One set is 5 reps. Add weight after each successful workout; off the top of my head, Rip recommends 10lb increments for upper body and 20lb increments for lower body for the first month or so, dropping down to 5lb upper and 10lb lower once things start to settle.

tl;dr read the book ya dingus

>You can’t deadlift with an empty bar, so either use light bumpers or small plates + blocks to get it to the right height for the first few sets.
Pretty sure the book says this is only the case for the elderly or very young; typical weightlifters start at 135 (or 80 if they really need the help) and shouldn't deadlift at all before they can do that minimum because muscular imbalance can lead to them hurting themselves.

Even if you start at 135, you'll want those bumper plates for the warm-up reps, at least until you're strong enough that 135 is your lightest warm-up.

>start reading Starting Strength
>beginning chapters have basic biomechanics and basic physics concepts such as Force and Work, some trigonometry even
>mfw he starts taking the Lagrangian of shit halfway through the book
>knowledge of Lagrangian mechanics was too weak to continue reading
This is a pretty tough read and I never see this talked about. I first tried reading it in high school and my basic physics knowledge couldn't carry me through the entire book. I'm currently a mechanical engineering junior, however, so maybe I should try to finish this book again.

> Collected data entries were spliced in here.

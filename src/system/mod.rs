pub mod led;
pub mod reset;
pub mod storage;

pub use led::GpioLed;
pub use reset::EspRestart;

That's why I wonder if the book is in the sticky as a joke. Half of fit is 14 year olds trying to get hot for their first crush. How many of them are going to be able to read this book, all 300 something pages, with all the random technical shit, then do this program? Better yet, they will end up pudgy looking from the gomad. It's like it's just their to make noobs fail.

that looks really rounded upper back...

This just seems stupid though. Who has time for this? You're essentially saying a noob should walk in and just fuck around until they find a weight that they can only 5 rep?

>I'll try 80, nope, I can 15 rep that
>I'll try 90, nope, 13 reps there
>i'll try 100, fuck, 8 reps there.

You're tired by the time you find a 5 rep weight, so who knows if that's really it. It could take you a week or more just to find your true starting point.

And is it 5 reps to failure? 70% of failure? So like 8 or 9 is failure so you just stop short at 5?

And are people really adding 10 and 5 lbs everytime? That doesnt seem safe. If I'm squatting 5 reps max today how is it good for back to just add 5 or 10 lbs in 2 days?

Does this book have a glossary or faq?

From the forum

"Do fives until the bar noticeably slows down on your last rep. Then do two more sets of 5 at that weight. Comeback in 48 hours and work up to a 3x5 +10lb of your previous workout. This is not rocket science. It may be ideal to find a Starting Strength Coach to help you at this juncture."

This juncture...

Joe do you mean the very first day of lifting using your book?

Watch the videos (art of manliness or the official ones) and do the lifts.

Then go back and read the book if you have problems or questions.